The Wolves got a few more great shots on the net, but the St. Louis goalie made some heart-stopping saves. She watched as Dominic smacked his stick into the boards with frustration. Where was Jase? Why weren’t they playing him much? They needed him!
And then, with only a minute forty-three seconds left in the game, there he was, circling on the ice, ready for a face off. He crouched, alert, poised. The camera zoomed in on him and the St. Louis center, who said something to Jase. Jase said something back.
Remi had a feeling they weren’t making a bet on who’d pay for dinner after the game.
The ref dropped the puck and Jase smacked at it, but didn’t get control. The camera followed the puck, but then the crowd was screaming, the whistle blew and the television screen filled with an image of two players going at it, gloves off, fists flying, shirts wrenched.
“Oh sweet baby Jesus.” She felt her eyes go wide and her mouth hung open. She covered it with her hands. It was Jase in a fight.
Delise and Remi both sat forward, the popcorn forgotten. Remi couldn’t breathe and her heart accelerated.
The two men continued to hammer at each other and she swore she felt every punch that landed on Jase as if they struck her own body. She flinched and tensed. The refs circled them, the other players drifted over to the boards near their respective benches.
Then Jase dropped the other guy to the ice and fell onto him, punching at his face with fierce, frenzied blows.

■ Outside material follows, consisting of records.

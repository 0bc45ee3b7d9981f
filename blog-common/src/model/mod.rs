pub mod category;
pub mod comment;
pub mod post;
pub mod session;
pub mod user;

use crate::{
    model::{
        category::InvalidCategoryNameError, comment::InvalidCommentBodyError,
        post::InvalidPostTitleError, session::InvalidSessionTokenHashError,
        user::InvalidUserHandleError,
    },
    util::NonPositiveDurationError,
};
use derive_where::derive_where;
use serde::{Deserialize, Serialize};
use std::{fmt::Display, marker::PhantomData};
use thiserror::Error;

#[derive(Clone, Eq, PartialEq, Debug, Hash, Error)]
pub enum ModelValidationError {
    #[error(transparent)]
    PostTitle(#[from] InvalidPostTitleError),
    #[error(transparent)]
    CommentBody(#[from] InvalidCommentBodyError),
    #[error(transparent)]
    CategoryName(#[from] InvalidCategoryNameError),
    #[error(transparent)]
    UserHandle(#[from] InvalidUserHandleError),
    #[error(transparent)]
    NonPositiveDuration(#[from] NonPositiveDurationError),
    #[error(transparent)]
    TokenHash(#[from] InvalidSessionTokenHashError),
}

/// Database-assigned entity id, branded with a zero-sized marker type so ids
/// of different entities cannot be mixed up.
#[derive_where(
    Copy,
    Clone,
    Eq,
    PartialEq,
    Ord,
    PartialOrd,
    Debug,
    Default,
    Hash,
    Serialize,
    Deserialize
)]
#[serde(transparent)]
pub struct Id<Marker>(u64, #[serde(skip)] PhantomData<Marker>);

impl<Marker> Id<Marker> {
    #[must_use]
    pub fn new(id: u64) -> Self {
        Self(id, PhantomData)
    }

    #[must_use]
    pub fn get(self) -> u64 {
        self.0
    }
}

impl<Marker> Display for Id<Marker> {
    fn fmt(&self, f: &mut std::fmt::Formatter<'_>) -> std::fmt::Result {
        Display::fmt(&self.0, f)
    }
}

impl<Marker> From<u64> for Id<Marker> {
    fn from(value: u64) -> Self {
        Self::new(value)
    }
}

impl<Marker> From<Id<Marker>> for u64 {
    fn from(value: Id<Marker>) -> Self {
        value.get()
    }
}
use crate::server::ServerError;
use axum::response::{IntoResponse, Response};
use axum_extra::TypedHeader;
use headers::ContentType;
use serde::Serialize;

/// JSON response body that routes serialization failures through
/// [`ServerError`].
#[derive(Debug, Clone, Copy, Default)]
pub struct Json<T>(pub T);

impl<T: Serialize> IntoResponse for Json<T> {
    fn into_response(self) -> Response {
        match serde_json::to_vec(&self.0) {
            Ok(json) => (TypedHeader(ContentType::json()), json).into_response(),
            Err(err) => ServerError::JsonResponse(err).into_response(),
        }
    }
}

“Jesus!” She pressed her hands to her mouth, wanted to cover her eyes, look away. She couldn’t stand it. “What are you doing?” she shouted at the television, as if he could hear her. “Stop, Jase. Stop it!”
The refs finally pulled Jase off the other player and dragged him away, bleeding from his face, chest heaving, hands still in fists.

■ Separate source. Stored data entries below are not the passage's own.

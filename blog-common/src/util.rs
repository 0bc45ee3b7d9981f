use thiserror::Error;
use time::Duration;

/// A duration that is known to be strictly positive, e.g. a session lifetime.
#[derive(Copy, Clone, Ord, PartialOrd, Eq, PartialEq, Debug, Default, Hash)]
pub struct PositiveDuration(Duration);

#[derive(Clone, Eq, PartialEq, Ord, PartialOrd, Debug, Default, Hash, Error)]
#[error("The duration is not positive: {0}")]
pub struct NonPositiveDurationError(Duration);

impl PositiveDuration {
    #[must_use]
    pub fn new(duration: Duration) -> Option<Self> {
        duration.is_positive().then_some(Self(duration))
    }

    #[must_use]
    pub fn new_unchecked(duration: Duration) -> Self {
        Self::new(duration).expect("Duration was not positive.")
    }

    #[must_use]
    pub fn get(&self) -> Duration {
        self.0
    }
}

impl TryFrom<Duration> for PositiveDuration {
    type Error = NonPositiveDurationError;

    fn try_from(value: Duration) -> Result<Self, Self::Error> {
        Self::new(value).ok_or(NonPositiveDurationError(value))
    }
}

#[cfg(test)]
mod tests {
    use crate::util::PositiveDuration;
    use time::Duration;

    #[test]
    fn only_positive_durations() {
        assert!(PositiveDuration::new(Duration::seconds(1)).is_some());
        assert!(PositiveDuration::new(Duration::ZERO).is_none());
        assert!(PositiveDuration::new(Duration::seconds(-1)).is_none());
    }
}
//! Pagination arithmetic shared by the listing endpoints.
//!
//! Page numbers are 1-based. The first page is always valid, even over an
//! empty table; any page past the last is out of range and surfaces as a
//! not-found response.

use serde::Serialize;
use thiserror::Error;

#[derive(Copy, Clone, Eq, PartialEq, Ord, PartialOrd, Debug, Hash, Serialize)]
#[serde(transparent)]
pub struct PageNumber(u64);

impl PageNumber {
    pub const FIRST: PageNumber = PageNumber(1);

    #[must_use]
    pub const fn new(number: u64) -> Option<Self> {
        if number >= 1 { Some(Self(number)) } else { None }
    }

    #[must_use]
    pub const fn new_unchecked(number: u64) -> Self {
        match Self::new(number) {
            Some(number) => number,
            None => panic!("Page number out of range."),
        }
    }

    #[must_use]
    pub const fn get(self) -> u64 {
        self.0
    }
}

impl Default for PageNumber {
    fn default() -> Self {
        Self::FIRST
    }
}

#[derive(Copy, Clone, Eq, PartialEq, Ord, PartialOrd, Debug, Hash)]
pub struct PageSize(u64);

impl PageSize {
    #[must_use]
    pub const fn new(size: u64) -> Option<Self> {
        if size >= 1 { Some(Self(size)) } else { None }
    }

    #[must_use]
    pub const fn new_unchecked(size: u64) -> Self {
        match Self::new(size) {
            Some(size) => size,
            None => panic!("Page size out of range."),
        }
    }

    #[must_use]
    pub const fn get(self) -> u64 {
        self.0
    }
}

#[derive(Copy, Clone, Eq, PartialEq, Debug, Hash, Error)]
#[error("Page {requested} is out of range: there are {total_pages} pages")]
pub struct PageOutOfRangeError {
    pub requested: u64,
    pub total_pages: u64,
}

/// The query window for one valid page.
#[derive(Copy, Clone, Eq, PartialEq, Debug, Hash)]
pub struct PageBounds {
    pub number: PageNumber,
    pub total_pages: u64,
    pub offset: u64,
    pub limit: u64,
}

pub fn paginate(
    total_items: u64,
    size: PageSize,
    number: PageNumber,
) -> Result<PageBounds, PageOutOfRangeError> {
    let total_pages = total_items.div_ceil(size.get()).max(1);
    if number.get() > total_pages {
        return Err(PageOutOfRangeError {
            requested: number.get(),
            total_pages,
        });
    }

    Ok(PageBounds {
        number,
        total_pages,
        offset: (number.get() - 1) * size.get(),
        limit: size.get(),
    })
}

/// One page of items plus the navigation facts a listing view needs.
#[derive(Clone, Eq, PartialEq, Debug, Hash, Serialize)]
pub struct Page<T> {
    pub items: Vec<T>,
    pub number: u64,
    pub total_pages: u64,
    pub has_previous: bool,
    pub has_next: bool,
}

impl<T> Page<T> {
    #[must_use]
    pub fn new(items: Vec<T>, bounds: &PageBounds) -> Self {
        let number = bounds.number.get();

        Self {
            items,
            number,
            total_pages: bounds.total_pages,
            has_previous: number > 1,
            has_next: number < bounds.total_pages,
        }
    }
}

#[cfg(test)]
mod tests {
    use crate::page::{Page, PageBounds, PageNumber, PageOutOfRangeError, PageSize, paginate};

    const THREE: PageSize = PageSize::new_unchecked(3);

    #[test]
    fn first_page_is_valid_even_when_empty() {
        let bounds = paginate(0, THREE, PageNumber::FIRST).unwrap();

        assert_eq!(bounds.total_pages, 1);
        assert_eq!(bounds.offset, 0);
        assert_eq!(bounds.limit, 3);
    }

    #[test]
    fn total_pages_rounds_up() {
        assert_eq!(paginate(1, THREE, PageNumber::FIRST).unwrap().total_pages, 1);
        assert_eq!(paginate(3, THREE, PageNumber::FIRST).unwrap().total_pages, 1);
        assert_eq!(paginate(4, THREE, PageNumber::FIRST).unwrap().total_pages, 2);
        assert_eq!(paginate(9, THREE, PageNumber::FIRST).unwrap().total_pages, 3);
        assert_eq!(
            paginate(10, THREE, PageNumber::FIRST).unwrap().total_pages,
            4
        );
    }

    #[test]
    fn bounds_follow_the_page_number() {
        let second = paginate(10, THREE, PageNumber::new_unchecked(2)).unwrap();
        assert_eq!(second.offset, 3);
        assert_eq!(second.limit, 3);

        let last = paginate(10, THREE, PageNumber::new_unchecked(4)).unwrap();
        assert_eq!(last.offset, 9);
    }

    #[test]
    fn pages_past_the_end_are_out_of_range() {
        assert_eq!(
            paginate(10, THREE, PageNumber::new_unchecked(5)),
            Err(PageOutOfRangeError {
                requested: 5,
                total_pages: 4,
            })
        );
        assert_eq!(
            paginate(0, THREE, PageNumber::new_unchecked(2)),
            Err(PageOutOfRangeError {
                requested: 2,
                total_pages: 1,
            })
        );

        assert_eq!(PageNumber::new(0), None);
    }

    #[test]
    fn navigation_flags() {
        let page = |number: u64| -> Page<u64> {
            let bounds: PageBounds =
                paginate(10, THREE, PageNumber::new_unchecked(number)).unwrap();
            Page::new(Vec::new(), &bounds)
        };

        assert!(!page(1).has_previous);
        assert!(page(1).has_next);
        assert!(page(2).has_previous);
        assert!(page(2).has_next);
        assert!(page(4).has_previous);
        assert!(!page(4).has_next);
    }
}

They went to a commercial.
She shook her head, beside herself. She wanted to teleport herself to St. Louis, find him and ask him what the hell was going on. She just did not get it.
She knew fighting was a part of hockey, a big part. She and Jase had talked about it, how he didn’t condone fighting just for the sake of fighting, but with high adrenaline and intense competition it was going to happen sometimes, and it was okay if it was for some noble purpose like defending another player or protecting the goalie. Although she didn’t exactly get what was noble about beating someone up.
She’d never seen Jase fight, but then she’d only seen a couple of games. He wasn’t known as a fighter. He was known as a smart player, big, but quick-thinking and intuitive, a player who used finesse rather than his fists.
Delise looked at her, her lips rolled in. “Are you okay?”
She shook her head. She didn’t even know what to say. She stood. She walked back and forth in front of the television until the game came back on, arms wrapped around herself.
Jase had, of course, been given a penalty. She didn’t understand it all, apparently he got more than one penalty, but in the end, the Wolves were shorthanded for the rest of the game. And guess what? St. Louis scored.
And won the game, thanks to Jase Heller’s stupid penalty.
“Think, Remi, think.”
She replayed everything over in her head. “He asked me to think about moving in with him.” She met Delise’s eyes. “That shouldn’t have been enough to scare him into panic-mode and send him running the opposite direction, but…that was why he broke up with his old girlfriend, so maybe heisregretting that.” She bit her lip. “For some reason he ended up out with his hockey buddies Saturday night. He must have had a lot to drink for him to drop his pants in a restaurant and create a scene like that.”
“Maybe he was celebrating making the playoffs,” Delise suggested, her face somber.